Każda wizyta w Nowym Jorku to dla miłośnika jazzu wyjątkowa okazja do posłuchania jazzu granego na żywo na najwyższym poziomie. Wystarczy spojrzeć na program koncertów zamieszczany na przykład w miesięczniku „New York Jazz Record” (gorąco polecam go wszystkim jazz fanom wybierającym się do Wielkiego Jabłka, jest dostępny za darmo formacie pdf), aby stanąć wobec dylematu – na jaki koncert wybrać się dziś wieczorem?

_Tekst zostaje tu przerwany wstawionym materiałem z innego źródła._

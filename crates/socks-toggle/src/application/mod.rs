//! Application layer use cases.
//!
//! - **`proxy_controller`** – status query, enable-with-verification (an
//!   explicit state machine with rollback) and best-effort disable.
//! - **`toggle_proxy`** – the top-level flow: resolve settings, read the
//!   current state, flip it, read it again and notify the user.

pub mod proxy_controller;
pub mod toggle_proxy;
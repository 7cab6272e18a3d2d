//! Network adapters.
//!
//! - [`NetworksetupCli`] drives `/usr/sbin/networksetup` for the three SOCKS
//!   proxy operations (query, set host/port, set state).
//! - [`CurlProbe`] checks connectivity through the configured SOCKS endpoint.

pub mod networksetup;
pub mod probe;

pub use networksetup::NetworksetupCli;
pub use probe::CurlProbe;
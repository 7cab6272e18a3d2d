//! ToggleProxyUseCase: the top-level flow of one invocation.
//!
//! ```text
//! Idle ─► ConfigResolved ─► StatusChecked ─► Toggled ─► StatusRechecked ─► Reported
//! ```
//!
//! Only a failed settings load or a failed status query aborts the run with an
//! error.  Everything else ends in a notification: a failed enable is
//! reported right away (and skips the re-check), a toggle that left the state
//! unchanged gets the generic failure notice.

use std::fmt;
use std::sync::Arc;

use async_trait::async_trait;
use socks_toggle_core::{ConfigError, Notice, Settings, SettingsOverrides, ToggleReport};
use thiserror::Error;
use tracing::{debug, info, warn};

use super::proxy_controller::{EnableOutcome, NetworkError, ProxyController};

/// Where the persisted settings come from.
pub trait SettingsSource {
    /// Loads the persisted settings, prompting and saving on first run.
    ///
    /// # Errors
    ///
    /// Returns [`ConfigError`] if the settings cannot be read or saved.
    fn load(&self) -> Result<Settings, ConfigError>;
}

/// One-shot desktop notification.
///
/// Implementations are best effort and never report failure.
#[async_trait]
pub trait Notifier: Send + Sync {
    async fn display(&self, message: &str, title: &str);
}

/// Secondary VPN check consulted before enabling, when the settings ask for
/// it.  This is an extension point; see `infrastructure::vpn`.
pub trait VpnCheck: Send + Sync {
    /// Returns `true` if the VPN is considered connected.
    fn is_connected(&self) -> bool;
}

/// Which of the two status queries failed.
#[derive(Debug, Clone, Copy, PartialEq, Eq)]
pub enum StatusPhase {
    BeforeToggle,
    AfterToggle,
}

impl fmt::Display for StatusPhase {
    fn fmt(&self, f: &mut fmt::Formatter<'_>) -> fmt::Result {
        match self {
            StatusPhase::BeforeToggle => f.write_str("Error getting SOCKS proxy status"),
            StatusPhase::AfterToggle => f.write_str("Error getting new SOCKS proxy status"),
        }
    }
}

/// Fatal errors of a toggle run.
#[derive(Debug, Error)]
pub enum ToggleError {
    #[error("Error loading configuration: {0}")]
    Config(#[from] ConfigError),

    #[error("{phase}: {source}")]
    Status {
        phase: StatusPhase,
        #[source]
        source: NetworkError,
    },
}

/// Result of a run that did not hit a fatal error.
#[derive(Debug, Clone, PartialEq, Eq)]
pub enum ToggleOutcome {
    /// Proxy went from disabled to enabled.
    Enabled,
    /// Proxy went from enabled to disabled.
    Disabled,
    /// Status before and after the toggle is the same.
    Unchanged,
    /// Enabling failed (or was rolled back); the failure was notified.
    EnableFailed(EnableOutcome),
}

impl ToggleOutcome {
    /// Process exit code for this outcome.
    pub fn exit_code(&self) -> u8 {
        match self {
            ToggleOutcome::EnableFailed(_) => 1,
            _ => 0,
        }
    }
}

impl From<ToggleReport> for ToggleOutcome {
    fn from(report: ToggleReport) -> Self {
        match report {
            ToggleReport::Enabled => ToggleOutcome::Enabled,
            ToggleReport::Disabled => ToggleOutcome::Disabled,
            ToggleReport::Unchanged => ToggleOutcome::Unchanged,
        }
    }
}

#[derive(Debug, Clone, Copy)]
enum Step {
    ConfigResolved,
    StatusChecked,
    Toggled,
    StatusRechecked,
    Reported,
}

/// The toggle use case.
pub struct ToggleProxyUseCase {
    controller: ProxyController,
    notifier: Arc<dyn Notifier>,
    vpn: Arc<dyn VpnCheck>,
}

impl ToggleProxyUseCase {
    pub fn new(
        controller: ProxyController,
        notifier: Arc<dyn Notifier>,
        vpn: Arc<dyn VpnCheck>,
    ) -> Self {
        Self {
            controller,
            notifier,
            vpn,
        }
    }

    /// Loads settings from `source`, applies `overrides`, and toggles.
    ///
    /// # Errors
    ///
    /// Returns [`ToggleError::Config`] if settings cannot be loaded.  See
    /// [`Self::toggle`] for the rest.
    pub async fn run(
        &self,
        source: &dyn SettingsSource,
        overrides: SettingsOverrides,
    ) -> Result<ToggleOutcome, ToggleError> {
        let settings = overrides.apply(source.load()?);
        trace_step(Step::ConfigResolved);
        debug!(?settings, "resolved settings");
        self.toggle(&settings).await
    }

    /// Flips the proxy state for already-resolved settings.
    ///
    /// # Errors
    ///
    /// Returns [`ToggleError::Status`] if either status query fails.
    pub async fn toggle(&self, settings: &Settings) -> Result<ToggleOutcome, ToggleError> {
        let service = settings.interface_name.as_str();

        let before = self.status(service, StatusPhase::BeforeToggle).await?;
        trace_step(Step::StatusChecked);

        if before {
            info!("Disabling SOCKS Proxy...");
            self.controller.disable(service).await;
        } else {
            if settings.verify_via_secondary_vpn {
                self.check_vpn();
            }
            info!("Enabling SOCKS Proxy...");
            let outcome = self
                .controller
                .enable(service, &settings.proxy_host, &settings.proxy_port)
                .await;
            if !outcome.is_committed() {
                self.notify(Notice::enable_failed(service)).await;
                return Ok(ToggleOutcome::EnableFailed(outcome));
            }
        }
        trace_step(Step::Toggled);

        let after = self.status(service, StatusPhase::AfterToggle).await?;
        trace_step(Step::StatusRechecked);

        let report = ToggleReport::from_transition(before, after);
        self.notify(report.notice(settings)).await;
        trace_step(Step::Reported);

        Ok(report.into())
    }

    async fn status(&self, service: &str, phase: StatusPhase) -> Result<bool, ToggleError> {
        self.controller
            .get_status(service)
            .await
            .map_err(|source| ToggleError::Status { phase, source })
    }

    fn check_vpn(&self) {
        if self.vpn.is_connected() {
            info!("Mullvad VPN is connected.");
        } else {
            warn!("Mullvad VPN does not appear to be connected; enabling anyway.");
        }
    }

    async fn notify(&self, notice: Notice) {
        if notice.is_error() {
            warn!(message = %notice.message, "reporting failure");
        } else {
            debug!(title = %notice.title, message = %notice.message, "sending notification");
        }
        self.notifier.display(&notice.message, &notice.title).await;
    }
}

fn trace_step(step: Step) {
    debug!(?step, "toggle state");
}

// ── Tests ─────────────────────────────────────────────────────────────────────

Muszę jednak przyznać, że we wtorek 30 czerwca wraz ze znanym z łamów JAZZ FORUM Maćkiem Nowakiem (również znakomitym fotografem, co widać na dołączonych zdjęciach) i ks. Włodkiem Łasiem, stałymi towarzyszami moich nowojorskich wypraw, nie mieliśmy większych wątpliwości – tego wieczoru musieliśmy wybrać się do słynnego Dizzy’s Coca-Cola Jazz Club, w którym na jedynym koncercie w Nowym Jorku występował Maciej Obara International Quartet. Polak w Nowym Jorku, w Lincoln Center – tego nie wolno było przepuścić. Nie wiem, czy któremuś z polskich muzyków udało się już trafić do tego renomowanego miejsca. Może grał tu Tomasz Stańko, ale w moich poszukiwaniach w Internecie nie trafiłem na żaden ślad takiego koncertu.
Spore wrażenie robi już samo miejsce, w którym znajduje się Dizzy’s Coca-Cola Jazz Club. Umieszczony na piątym piętrze Time Warner Center klub dysponuje – w odróżnieniu od wielu innych, nawet tych bardzo znanych jazzowych klubów (jako pierwszy przychodzi mi na myśl słynny Village Vanguard, do którego schodzi się prawie tak, jak do piwnicy) – przestronnym i nowoczesnym wnętrzem. Przez szklaną ścianę, na której grają muzycy, widać wieżowce Manhattanu, a w dole Central Park. Czyż można sobie wyobrazić bardziej sugestywne miejsce?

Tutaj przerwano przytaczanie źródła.